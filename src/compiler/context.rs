//! Per-unit state shared by the passes of one pipeline run.

use std::sync::Arc;

use crate::{
    compiler::EventLog,
    config::{EffectivePolicy, Levels},
    descriptor::ValueDescriptor,
    encryption::EncryptedArtifact,
    ir::{FunctionId, GlobalId},
    promotion::RemovedLocal,
};

/// A global that passed the filter, with the levels it may receive.
#[derive(Debug, Clone, PartialEq)]
pub struct IncludedDeclaration {
    /// The global's descriptor.
    pub descriptor: ValueDescriptor,
    /// Admissible levels.
    pub levels: Levels,
}

/// State threaded through the passes of one compilation unit.
///
/// Every unit gets its own context; nothing in it is shared with other units.
/// Passes read the policy and record what they did here and into [`events`](Self::events).
#[derive(Debug)]
pub struct CompilerContext {
    /// Identity of the unit, part of every key derivation.
    pub unit_id: String,
    /// Build seed mixed into key derivation and promotion draws.
    pub seed: u64,
    /// Resolved policy of the unit.
    pub policy: Arc<EffectivePolicy>,
    /// Whether passes may fan out work over the rayon pool.
    pub parallel: bool,
    /// Diagnostics and transformation records.
    pub events: EventLog,

    /// Globals created by promotion.
    pub promoted: Vec<GlobalId>,
    /// Locals removed by promotion.
    pub removed_locals: Vec<RemovedLocal>,
    /// Globals admitted by the filter.
    pub included: Vec<IncludedDeclaration>,
    /// Ciphertext and keys waiting to be committed.
    pub artifacts: Vec<EncryptedArtifact>,
    /// Globals whose initializer holds ciphertext.
    pub encrypted: Vec<GlobalId>,
    /// Generated decode routines.
    pub decoders: Vec<FunctionId>,
}

impl CompilerContext {
    /// Creates the context of one unit.
    #[must_use]
    pub fn new(unit_id: impl Into<String>, seed: u64, policy: Arc<EffectivePolicy>) -> Self {
        Self {
            unit_id: unit_id.into(),
            seed,
            policy,
            parallel: false,
            events: EventLog::new(),
            promoted: Vec::new(),
            removed_locals: Vec::new(),
            included: Vec::new(),
            artifacts: Vec::new(),
            encrypted: Vec::new(),
            decoders: Vec::new(),
        }
    }

    /// Allows passes to use the rayon pool (builder pattern).
    #[must_use]
    pub fn with_parallel(mut self, parallel: bool) -> Self {
        self.parallel = parallel;
        self
    }

    /// Replaces the event log, keeping events recorded before the pipeline.
    #[must_use]
    pub fn with_events(mut self, events: EventLog) -> Self {
        self.events = events;
        self
    }
}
—————
**What to do**
Among the entries, how many lines include the word "decoders"? Answer with only the number.

**Answer area**
2